It has been 25 years since the devolution legislation was presented to the Westminster parliament. Next Wednesday, 23 November, the UK Supreme Court is due to announce its decision on the Independence referendum case brought by the Scottish government.
The ruling is bound to excite a strong reaction from all sides of the debate. So, before we are all consumed – again – by the perpetual stalemate between ‘Yes’ and ‘No’, it was truly refreshing to hear a more nuanced voice aiming to broaden the debate beyond the issue of our country’s constitutional status.
Professor James Mitchell of the University of Edinburgh gave the inaugural State of Scottish Democracy lecture at Govan’s Pearce Institute. Professor Mitchell is a leading expert on the constitution and Holyrood, and he used the opportunity provided by the Electoral Reform Society to give his assessment of the health of democracy in Scotland today.

A font of quotes
Mitchell’s font of quotes started with these:
“Power is the ability for you and your community to stop bad things happening to you and your community, and to help good things to happen.”
“So much advice comes from those who would profit from it.”
He then considered whether democracy is in crisis, and if all is well with Scottish democracy, and argued for a more nuanced debate, after he noted great advances, while also identifying where progress has been limited, and indeed where Scotland’s democracy has gone backwards.
First, Mitchell considered the global rise in anti-democracy, such as Trump, Erdogan, and Modi, a rise that often leads the commentariat to claim that perhaps the electorate cannot be trusted.
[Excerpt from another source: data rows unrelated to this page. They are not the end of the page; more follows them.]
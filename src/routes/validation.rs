use serde::Deserialize;
use std::collections::BTreeMap;

use crate::constants::{
    ERR_INVALID_EMAIL, ERR_REQUIRED, MAX_EMAIL_LEN, MAX_NAME_LEN, MAX_TITLE_LEN, MAX_USERNAME_LEN,
};
use crate::models::NewUser;

/// Field name -> messages, in field order for stable rendering
#[derive(Debug, Default, Clone, PartialEq, Eq)]
pub struct FieldErrors(BTreeMap<&'static str, Vec<String>>);

impl FieldErrors {
    pub fn add(&mut self, field: &'static str, message: impl Into<String>) {
        self.0.entry(field).or_default().push(message.into());
    }

    pub fn get(&self, field: &str) -> &[String] {
        self.0.get(field).map(Vec::as_slice).unwrap_or(&[])
    }

    pub fn is_empty(&self) -> bool {
        self.0.is_empty()
    }

    /// Convert into a `Result` so callers can `?`-style branch on it
    fn into_result(self) -> Result<(), FieldErrors> {
        if self.is_empty() {
            Ok(())
        } else {
            Err(self)
        }
    }
}

fn required(errors: &mut FieldErrors, field: &'static str, value: &str) -> bool {
    if value.trim().is_empty() {
        errors.add(field, ERR_REQUIRED);
        return false;
    }
    true
}

fn max_len(errors: &mut FieldErrors, field: &'static str, value: &str, max: usize) {
    if value.trim().chars().count() > max {
        errors.add(field, format!("Field cannot be longer than {} characters.", max));
    }
}

/// Usernames end up in URL paths, so keep them to a path-safe alphabet
fn is_valid_username(username: &str) -> bool {
    username
        .chars()
        .all(|c| c.is_ascii_alphanumeric() || matches!(c, '_' | '-' | '.'))
}

/// Shape check only: `local@domain.tld`, no whitespace
fn is_valid_email(email: &str) -> bool {
    let Some((local, domain)) = email.split_once('@') else {
        return false;
    };

    !local.is_empty()
        && !domain.contains('@')
        && !email.chars().any(char::is_whitespace)
        && domain.contains('.')
        && !domain.starts_with('.')
        && !domain.ends_with('.')
        && !domain.contains("..")
}

// =============================================================================
// Forms
// =============================================================================

#[derive(Debug, Default, Clone, Deserialize)]
#[serde(default)]
pub struct RegisterForm {
    pub username: String,
    pub password: String,
    pub email: String,
    pub first_name: String,
    pub last_name: String,
}

impl RegisterForm {
    pub fn validate(&self) -> Result<(), FieldErrors> {
        let mut errors = FieldErrors::default();

        if required(&mut errors, "username", &self.username) {
            max_len(&mut errors, "username", &self.username, MAX_USERNAME_LEN);
            if !is_valid_username(self.username.trim()) {
                errors.add(
                    "username",
                    "Usernames may only contain letters, digits, '.', '_' and '-'.",
                );
            }
        }

        required(&mut errors, "password", &self.password);

        if required(&mut errors, "email", &self.email) {
            max_len(&mut errors, "email", &self.email, MAX_EMAIL_LEN);
            if !is_valid_email(self.email.trim()) {
                errors.add("email", ERR_INVALID_EMAIL);
            }
        }

        if required(&mut errors, "first_name", &self.first_name) {
            max_len(&mut errors, "first_name", &self.first_name, MAX_NAME_LEN);
        }

        if required(&mut errors, "last_name", &self.last_name) {
            max_len(&mut errors, "last_name", &self.last_name, MAX_NAME_LEN);
        }

        errors.into_result()
    }

    /// Trimmed registration input; the password is taken as typed
    pub fn to_new_user(&self) -> NewUser {
        NewUser {
            username: self.username.trim().to_string(),
            password: self.password.clone(),
            email: self.email.trim().to_string(),
            first_name: self.first_name.trim().to_string(),
            last_name: self.last_name.trim().to_string(),
        }
    }
}

#[derive(Debug, Default, Clone, Deserialize)]
#[serde(default)]
pub struct LoginForm {
    pub username: String,
    pub password: String,
}

impl LoginForm {
    pub fn validate(&self) -> Result<(), FieldErrors> {
        let mut errors = FieldErrors::default();
        required(&mut errors, "username", &self.username);
        required(&mut errors, "password", &self.password);
        errors.into_result()
    }
}

#[derive(Debug, Default, Clone, Deserialize)]
#[serde(default)]
pub struct FeedbackForm {
    pub title: String,
    pub content: String,
}

impl FeedbackForm {
    pub fn validate(&self) -> Result<(), FieldErrors> {
        let mut errors = FieldErrors::default();

        if required(&mut errors, "title", &self.title) {
            max_len(&mut errors, "title", &self.title, MAX_TITLE_LEN);
        }
        required(&mut errors, "content", &self.content);

        errors.into_result()
    }
}
//! Path resolution for the provider's config and state files
//!
//! # Environment Variables
//!
//! - `LATITUDE_CONFIG_DIR` - Override config directory
//! - `LATITUDE_STATE_DIR` - Override state directory
//!
//! # Path Resolution Priority
//!
//! For config_dir():
//! 1. `LATITUDE_CONFIG_DIR` environment variable
//! 2. `XDG_CONFIG_HOME/latitude` (if set)
//! 3. `~/.config/latitude`
//!
//! For state_dir():
//! 1. `LATITUDE_STATE_DIR` environment variable
//! 2. `XDG_STATE_HOME/latitude` (if set)
//! 3. `~/.local/state/latitude`

use anyhow::{Context, Result};
use std::path::PathBuf;

/// Environment variable for config directory override
pub const ENV_CONFIG_DIR: &str = "LATITUDE_CONFIG_DIR";

/// Environment variable for state directory override
pub const ENV_STATE_DIR: &str = "LATITUDE_STATE_DIR";

const APP_DIR: &str = "latitude";

fn resolve(override_var: &str, xdg_var: &str, fallback: &[&str]) -> Result<PathBuf> {
    if let Ok(dir) = std::env::var(override_var) {
        let path = expand(&dir);
        log::debug!("Using {} from {}", path.display(), override_var);
        return Ok(path);
    }

    if let Ok(xdg) = std::env::var(xdg_var) {
        let path = PathBuf::from(xdg).join(APP_DIR);
        log::debug!("Using {}: {}", xdg_var, path.display());
        return Ok(path);
    }

    let home = dirs::home_dir().context("Could not determine home directory")?;
    let path = fallback.iter().fold(home, |path, part| path.join(part)).join(APP_DIR);
    log::debug!("Using default dir: {}", path.display());
    Ok(path)
}

/// Directory holding `config.toml`
pub fn config_dir() -> Result<PathBuf> {
    resolve(ENV_CONFIG_DIR, "XDG_CONFIG_HOME", &[".config"])
}

/// Directory holding the default state file
pub fn state_dir() -> Result<PathBuf> {
    resolve(ENV_STATE_DIR, "XDG_STATE_HOME", &[".local", "state"])
}

/// Expand ~ and environment variables in a path string
pub fn expand(path: &str) -> PathBuf {
    let expanded = shellexpand::full(path).unwrap_or(std::borrow::Cow::Borrowed(path));
    PathBuf::from(expanded.as_ref())
}
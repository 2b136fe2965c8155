//! Declared state of a single resource instance
//!
//! A [`DeclaredState`] is what the caller wants a resource to look like,
//! plus the identifier the remote service assigned once the resource was
//! created. An empty identifier means the resource does not exist remotely.

use serde::{Deserialize, Serialize};
use std::collections::BTreeMap;
use std::fmt;

use crate::schema::SemanticType;

/// A typed field value
#[derive(Debug, Clone, PartialEq, Eq, Serialize, Deserialize)]
#[serde(untagged)]
pub enum Value {
    Boolean(bool),
    Integer(i64),
    String(String),
    List(Vec<String>),
}

impl Value {
    /// The semantic type this value carries
    pub fn semantic_type(&self) -> SemanticType {
        match self {
            Self::Boolean(_) => SemanticType::Boolean,
            Self::Integer(_) => SemanticType::Integer,
            Self::String(_) => SemanticType::String,
            Self::List(_) => SemanticType::StringList,
        }
    }

    pub fn as_str(&self) -> Option<&str> {
        match self {
            Self::String(s) => Some(s),
            _ => None,
        }
    }

    pub fn as_list(&self) -> Option<&[String]> {
        match self {
            Self::List(items) => Some(items),
            _ => None,
        }
    }

    pub fn as_i64(&self) -> Option<i64> {
        match self {
            Self::Integer(i) => Some(*i),
            _ => None,
        }
    }

    pub fn as_bool(&self) -> Option<bool> {
        match self {
            Self::Boolean(b) => Some(*b),
            _ => None,
        }
    }

    /// Convert to the JSON shape sent to the remote API
    pub fn to_json(&self) -> serde_json::Value {
        match self {
            Self::Boolean(b) => serde_json::Value::Bool(*b),
            Self::Integer(i) => serde_json::Value::from(*i),
            Self::String(s) => serde_json::Value::String(s.clone()),
            Self::List(items) => serde_json::Value::Array(
                items
                    .iter()
                    .map(|item| serde_json::Value::String(item.clone()))
                    .collect(),
            ),
        }
    }
}

impl fmt::Display for Value {
    fn fmt(&self, f: &mut fmt::Formatter<'_>) -> fmt::Result {
        match self {
            Self::Boolean(b) => write!(f, "{b}"),
            Self::Integer(i) => write!(f, "{i}"),
            Self::String(s) => write!(f, "{s}"),
            Self::List(items) => write!(f, "[{}]", items.join(", ")),
        }
    }
}

impl From<&str> for Value {
    fn from(s: &str) -> Self {
        Self::String(s.to_string())
    }
}

impl From<String> for Value {
    fn from(s: String) -> Self {
        Self::String(s)
    }
}

impl From<i64> for Value {
    fn from(i: i64) -> Self {
        Self::Integer(i)
    }
}

impl From<bool> for Value {
    fn from(b: bool) -> Self {
        Self::Boolean(b)
    }
}

impl From<Vec<String>> for Value {
    fn from(items: Vec<String>) -> Self {
        Self::List(items)
    }
}

impl From<Vec<&str>> for Value {
    fn from(items: Vec<&str>) -> Self {
        Self::List(items.into_iter().map(str::to_string).collect())
    }
}

/// Field changes requested for an in-place update, keyed by field name
pub type Changes = BTreeMap<String, Value>;

/// Local representation of one resource instance
#[derive(Debug, Clone, Default, PartialEq, Eq, Serialize, Deserialize)]
pub struct DeclaredState {
    /// Remote-assigned identifier, empty until the resource exists
    #[serde(default)]
    id: String,
    /// Field values keyed by descriptor name
    #[serde(default)]
    fields: BTreeMap<String, Value>,
}

impl DeclaredState {
    /// Create an empty state (not present remotely)
    pub fn new() -> Self {
        Self::default()
    }

    /// Create a state bound to an existing remote identifier
    pub fn with_id(id: impl Into<String>) -> Self {
        Self {
            id: id.into(),
            fields: BTreeMap::new(),
        }
    }

    /// Builder-style field setter
    pub fn with(mut self, name: impl Into<String>, value: impl Into<Value>) -> Self {
        self.set(name, value);
        self
    }

    pub fn id(&self) -> &str {
        &self.id
    }

    /// Whether the resource exists remotely
    ///
    /// A non-empty identifier is the only signal of remote existence.
    pub fn exists(&self) -> bool {
        !self.id.is_empty()
    }

    pub fn set_id(&mut self, id: impl Into<String>) {
        self.id = id.into();
    }

    pub fn clear_id(&mut self) {
        self.id.clear();
    }

    pub fn get(&self, name: &str) -> Option<&Value> {
        self.fields.get(name)
    }

    /// Get a string field
    pub fn get_str(&self, name: &str) -> Option<&str> {
        self.get(name).and_then(Value::as_str)
    }

    pub fn contains(&self, name: &str) -> bool {
        self.fields.contains_key(name)
    }

    pub fn set(&mut self, name: impl Into<String>, value: impl Into<Value>) {
        self.fields.insert(name.into(), value.into());
    }

    pub fn remove(&mut self, name: &str) -> Option<Value> {
        self.fields.remove(name)
    }

    /// Iterate fields in name order
    pub fn fields(&self) -> impl Iterator<Item = (&str, &Value)> {
        self.fields.iter().map(|(name, value)| (name.as_str(), value))
    }

    pub fn len(&self) -> usize {
        self.fields.len()
    }

    pub fn is_empty(&self) -> bool {
        self.fields.is_empty()
    }
}

#[cfg(test)]
mod tests {
    use super::*;

    #[test]
    fn test_new_state_is_absent() {
        let state = DeclaredState::new();
        assert!(!state.exists());
        assert_eq!(state.id(), "");
        assert!(state.is_empty());
    }

    #[test]
    fn test_id_lifecycle() {
        let mut state = DeclaredState::new().with("hostname", "web-1");
        state.set_id("srv-1");
        assert!(state.exists());

        state.clear_id();
        assert!(!state.exists());
        // Fields survive clearing the identifier
        assert_eq!(state.get_str("hostname"), Some("web-1"));
    }

    #[test]
    fn test_value_semantic_types() {
        assert_eq!(Value::from("a").semantic_type(), SemanticType::String);
        assert_eq!(Value::from(3_i64).semantic_type(), SemanticType::Integer);
        assert_eq!(Value::from(true).semantic_type(), SemanticType::Boolean);
        assert_eq!(
            Value::from(vec!["a", "b"]).semantic_type(),
            SemanticType::StringList
        );
    }

    #[test]
    fn test_value_display() {
        assert_eq!(Value::from("web-1").to_string(), "web-1");
        assert_eq!(Value::from(vec!["k1", "k2"]).to_string(), "[k1, k2]");
        assert_eq!(Value::from(false).to_string(), "false");
    }

    #[test]
    fn test_state_serde_untagged_values() {
        let state = DeclaredState::with_id("srv-1")
            .with("hostname", "web-1")
            .with("ssh_keys", vec!["k1"])
            .with("vid", 1200_i64)
            .with("in_stock", true);

        let json = serde_json::to_string(&state).unwrap();
        let back: DeclaredState = serde_json::from_str(&json).unwrap();
        assert_eq!(back, state);
    }
}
In Scotland specifically, he noted that the adversarial nature of our politics often leads both sides to accuse the other of being anti-democratic.
Mitchell was keen to emphasise that crises mean opportunities – or at least can provide the political system with stark choices.
He led the audience through the events of more than 25 years – from the Thatcher & Major period where Conservative vote share in Scotland dropped to 17·5%, and there was a complete electoral wipe-out, with Scottish Question Time restricted to once a month at Westminster, and very little accountability for the £7bn of Quango spending in Scotland (£13.5bn in today’s money).

“Not an end: a means to greater ends.”
He drew the audience’s attention to the high quality of the debates held during the Scottish Constitutional Convention, and to Donald Dewar’s advice, that the Scottish Parliament was “Not an end: a means to greater ends.”
He voiced his worry about the “underlying infrastructure of democracy”, especially the party system, the rules concerning campaign finance that shape it and the way this can facilitate a succession of the wealthiest, quoting Stein Rokkan: “Votes count, but resources decide the outcome in the end.”
Most of all, he hoped that local and central government could be made to work better together, and that power at Holyrood can be made to flow to the Parliament and not the Government. One specific wish is that Parliament’s resources to oversee and scrutinise would increase as the devolved powers increase, allowing scrutiny to keep pace with events.
Most of all, he wished that political opponents would find a way to return to disagree without being disagreeable.
He finished by saying that we need constant vigilant audits of our democracy, and periodic broader overviews. And we need to keep these issues – almost the meta of democracy – alive.
There was a wide-ranging audience discussion at the end, covering the subjects from community councils to the lack of debates at political party conferences.
The Electoral Reform Society was set up in Victorian times, to lobby for elections to use the Single Transferable Vote system. Now, it is a campaigning organisation with 5,000 members, and looks at a wider spread of methods of helping people express their democratic voice, such as citizens’ assemblies.
This new annual lecture series, and their upcoming programme of events starting in the new year, the society’s Scottish branch look certain to keep these as live topics of debate.